2.9.2.4.1. Positional Arguments

emailAddress
Your email address. To access Genbank databases,

NCBI requires you to specify your email address with each request. In case of excessive usage of the E-utilities, NCBI will attempt to contact a user at the email address provided before blocking access. This email address should be registered with NCBI. To register an email address, simply send an email to eutilities@ncbi.nlm.nih.gov including your email address and the tool name (tool=’https://github.com/broadinstitute/viral-ngs’).

destinationDir

Output directory with where .fasta and .tbl files will be saved

accession_IDs

List of Genbank nuccore accession IDs

2.9.2.4.2. Named Arguments

--api_key
Your NCBI API key. If an API key is not provided, NCBI

requests are limited to 3/second. If an API key is provided, requests may be submitted at a rate up to 10/second. For more information, see: https://ncbiinsights.ncbi.nlm.nih.gov/2017/11/02/new-api-keys-for-the-e-utilities/

--forceOverwrite

Overwrite existing files, if present.

Default: False

--combinedFilePrefix
The prefix of the file containing the combined concatenated

results returned by the list of accession IDs, in the order provided.

--fileExt

The extension to use for the downloaded files

--removeSeparateFiles

If specified, remove the individual files and leave only the combined file.

Default: False

--chunkSize
Causes files to be downloaded from GenBank in chunks of N accessions.

Each chunk will be its own combined file, separate from any combined file created via –combinedFilePrefix (default: 1). If chunkSize is unspecified and >500 accessions are provided, chunkSize will be set to 500 to adhere to the NCBI guidelines on information retreival.

Default: 1

--tmp_dir

Base directory for temp files. [default: ‘/tmp’]

Default: '/tmp'

--tmp_dirKeep
Keep the tmp_dir if an exception occurs while

running.
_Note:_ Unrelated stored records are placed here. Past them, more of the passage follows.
use crate::byte_tracker::kalman_filter::{KalmanFilter, StateCov, StateMean};
use crate::byte_tracker::rect::Rect;
use crate::error::TrackError;
use std::fmt::Debug;

/*----------------------------------------------------------------------------
STrack State enums
----------------------------------------------------------------------------*/
#[derive(Debug, Clone, Copy, PartialEq, Eq)]
pub enum TrackState {
    New,
    Tracked,
    Lost,
    Removed,
}

/*----------------------------------------------------------------------------
Track lifecycle
----------------------------------------------------------------------------*/

/// Lifecycle surface shared by trackable objects. Additional track kinds
/// extend `TrackState` and implement this trait; there is no base class.
pub(crate) trait TrackLifecycle {
    /// Bind a fresh id, initiate the motion state and enter `Tracked`.
    fn activate(
        &mut self,
        kalman_filter: &KalmanFilter,
        frame_id: usize,
        track_id: usize,
    );

    /// Advance the motion state by one frame.
    fn predict(&mut self);

    /// Fold a matched detection into the motion state.
    fn update(
        &mut self,
        new_track: &Self,
        frame_id: usize,
    ) -> Result<(), TrackError>;
}

/*----------------------------------------------------------------------------
STrack struct
----------------------------------------------------------------------------*/

impl Debug for STrack {
    fn fmt(&self, f: &mut std::fmt::Formatter<'_>) -> std::fmt::Result {
        write!(
            f,
            "STrack {{ track_id: {}, frame_id: {}, start_frame_id: {}, tracklet_len: {}, state: {:?}, is_activated: {}, score: {}, rect: {:?} }}",
            self.track_id, self.frame_id, self.start_frame_id, self.tracklet_len, self.state, self.is_activated, self.score, self.rect
        )
    }
}

#[derive(Clone)]
pub struct STrack {
    kalman_filter: KalmanFilter,
    pub(crate) mean: StateMean,
    pub(crate) covariance: StateCov,
    rect: Rect<f32>,
    state: TrackState,
    is_activated: bool,
    score: f32,
    track_id: usize,
    frame_id: usize,
    start_frame_id: usize,
    tracklet_len: usize,
    // reserved for multi-camera association
    location: (f32, f32),
}

impl STrack {
    pub fn new(rect: Rect<f32>, score: f32) -> Self {
        let kalman_filter = KalmanFilter::new(1.0 / 20., 1.0 / 160.);
        Self {
            kalman_filter,
            mean: StateMean::zeros(),
            covariance: StateCov::zeros(),
            rect,
            state: TrackState::New,
            is_activated: false,
            score,
            track_id: 0,
            frame_id: 0,
            start_frame_id: 0,
            tracklet_len: 0,
            location: (f32::INFINITY, f32::INFINITY),
        }
    }

    // This constructor is used by the list-helper tests in
    // src/test_byte_tracker.rs
    #[cfg(test)]
    pub(crate) fn dummy_strack(track_id: usize) -> Self {
        let mut track = Self::new(Rect::new(0.0, 0.0, 0.0, 0.0), 0.0);
        track.track_id = track_id;
        track
    }

    pub fn get_rect(&self) -> Rect<f32> {
        self.rect.clone()
    }

    pub fn get_state(&self) -> TrackState {
        self.state
    }

    pub fn is_activated(&self) -> bool {
        self.is_activated
    }

    pub fn get_score(&self) -> f32 {
        self.score
    }

    pub fn get_track_id(&self) -> usize {
        self.track_id
    }

    pub fn get_frame_id(&self) -> usize {
        self.frame_id
    }

    pub fn get_start_frame_id(&self) -> usize {
        self.start_frame_id
    }

    pub fn get_tracklet_length(&self) -> usize {
        self.tracklet_len
    }

    pub fn get_location(&self) -> (f32, f32) {
        self.location
    }

    /// Frames this track has been alive since activation.
    pub(crate) fn age(&self) -> usize {
        self.frame_id - self.start_frame_id
    }

    /// Kalman update from a matched detection, re-entering `Tracked` from
    /// `Lost`. `new_track_id` rebinds the identity when given. The run
    /// length restarts.
    pub(crate) fn re_activate(
        &mut self,
        new_track: &STrack,
        frame_id: usize,
        new_track_id: Option<usize>,
    ) -> Result<(), TrackError> {
        let (mean, covariance) = self.kalman_filter.update(
            &self.mean,
            &self.covariance,
            &new_track.get_rect().get_xyah(),
        )?;
        self.mean = mean;
        self.covariance = covariance;
        self.update_rect();

        self.state = TrackState::Tracked;
        self.is_activated = true;
        self.score = new_track.get_score();
        self.tracklet_len = 0;

        if let Some(track_id) = new_track_id {
            self.track_id = track_id;
        }
        self.frame_id = frame_id;
        Ok(())
    }

    /// Batched predict over a pool of tracks through the tracker's shared
    /// filter. Matches calling `predict` on each track in turn.
    pub(crate) fn multi_predict(
        tracks: &mut [STrack],
        kalman_filter: &KalmanFilter,
    ) {
        if tracks.is_empty() {
            return;
        }

        let mut means = Vec::with_capacity(tracks.len());
        let mut covariances = Vec::with_capacity(tracks.len());
        for track in tracks.iter_mut() {
            if track.state != TrackState::Tracked {
                track.mean[(0, 7)] = 0.;
            }
            means.push(track.mean);
            covariances.push(track.covariance);
        }

        kalman_filter.multi_predict(&mut means, &mut covariances);

        for (track, (mean, covariance)) in tracks
            .iter_mut()
            .zip(means.into_iter().zip(covariances.into_iter()))
        {
            track.mean = mean;
            track.covariance = covariance;
            track.update_rect();
        }
    }

    pub(crate) fn mark_as_lost(&mut self) {
        self.state = TrackState::Lost;
    }

    pub(crate) fn mark_as_removed(&mut self) {
        self.state = TrackState::Removed;
    }

    // Derive the tlwh view from the motion state.
    pub(crate) fn update_rect(&mut self) {
        self.rect.set_width(self.mean[(0, 2)] * self.mean[(0, 3)]);
        self.rect.set_height(self.mean[(0, 3)]);
        self.rect
            .set_x(self.mean[(0, 0)] - self.rect.width() / 2.);
        self.rect
            .set_y(self.mean[(0, 1)] - self.rect.height() / 2.);
    }
}

impl TrackLifecycle for STrack {
    fn activate(
        &mut self,
        kalman_filter: &KalmanFilter,
        frame_id: usize,
        track_id: usize,
    ) {
        self.kalman_filter = kalman_filter.clone();
        let (mean, covariance) =
            self.kalman_filter.initiate(&self.rect.get_xyah());
        self.mean = mean;
        self.covariance = covariance;
        self.update_rect();

        self.state = TrackState::Tracked;
        // Only a track born in the very first frame is emitted before its
        // second hit.
        if frame_id == 1 {
            self.is_activated = true;
        }
        self.track_id = track_id;
        self.frame_id = frame_id;
        self.start_frame_id = frame_id;
        self.tracklet_len = 0;
    }

    fn predict(&mut self) {
        if self.state != TrackState::Tracked {
            self.mean[(0, 7)] = 0.;
        }
        let (mean, covariance) =
            self.kalman_filter.predict(&self.mean, &self.covariance);
        self.mean = mean;
        self.covariance = covariance;
        self.update_rect();
    }

    fn update(
        &mut self,
        new_track: &STrack,
        frame_id: usize,
    ) -> Result<(), TrackError> {
        let (mean, covariance) = self.kalman_filter.update(
            &self.mean,
            &self.covariance,
            &new_track.get_rect().get_xyah(),
        )?;
        self.mean = mean;
        self.covariance = covariance;
        self.update_rect();

        self.state = TrackState::Tracked;
        self.is_activated = true;
        self.score = new_track.get_score();
        self.frame_id = frame_id;
        self.tracklet_len += 1;
        Ok(())
    }
}

impl PartialEq for STrack {
    fn eq(&self, other: &Self) -> bool {
        self.track_id == other.track_id
    }
}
Default is to delete all temp files at the end, even if there’s a failure.

Default: False

--loglevel

Possible choices: DEBUG, INFO, WARNING, ERROR, CRITICAL, EXCEPTION

Verboseness of output. [default: ‘INFO’]

Default: 'INFO'

--version, -V

show program’s version number and exit

2.9.2.5. fetch_feature_tables

This function downloads and saves feature tables from the Genbank CoreNucleotide database given a given list of accession IDs.

ncbi.py fetch_feature_tables [-h] [--api_key API_KEY] [--forceOverwrite]
                             [--combinedFilePrefix COMBINEDFILEPREFIX]
                             [--fileExt FILEEXT] [--removeSeparateFiles]
                             [--chunkSize CHUNKSIZE] [--tmp_dir TMP_DIR]
                             [--tmp_dirKeep]
                             [--loglevel {DEBUG,INFO,WARNING,ERROR,CRITICAL,EXCEPTION}]
                             [--version]
                             emailAddress destinationDir accession_IDs
                             [accession_IDs ...]

2.9.2.5.1. Positional Arguments

emailAddress
Your email address. To access Genbank databases,

NCBI requires you to specify your email address with each request. In case of excessive usage of the E-utilities, NCBI will attempt to contact a user at the email address provided before blocking access. This email address should be registered with NCBI. To register an email address, simply send an email to eutilities@ncbi.nlm.nih.gov including your email address and the tool name (tool=’https://github.com/broadinstitute/viral-ngs’).

destinationDir

Output directory with where .fasta and .tbl files will be saved

accession_IDs

List of Genbank nuccore accession IDs

2.9.2.5.2. Named Arguments

--api_key
Your NCBI API key. If an API key is not provided, NCBI

requests are limited to 3/second. If an API key is provided, requests may be submitted at a rate up to 10/second. For more information, see: https://ncbiinsights.ncbi.nlm.nih.gov/2017/11/02/new-api-keys-for-the-e-utilities/

--forceOverwrite

Overwrite existing files, if present.

Default: False

--combinedFilePrefix
The prefix of the file containing the combined concatenated

results returned by the list of accession IDs, in the order provided.

--fileExt

The extension to use for the downloaded files

--removeSeparateFiles

If specified, remove the individual files and leave only the combined file.

Default: False

--chunkSize
Causes files to be downloaded from GenBank in chunks of N accessions.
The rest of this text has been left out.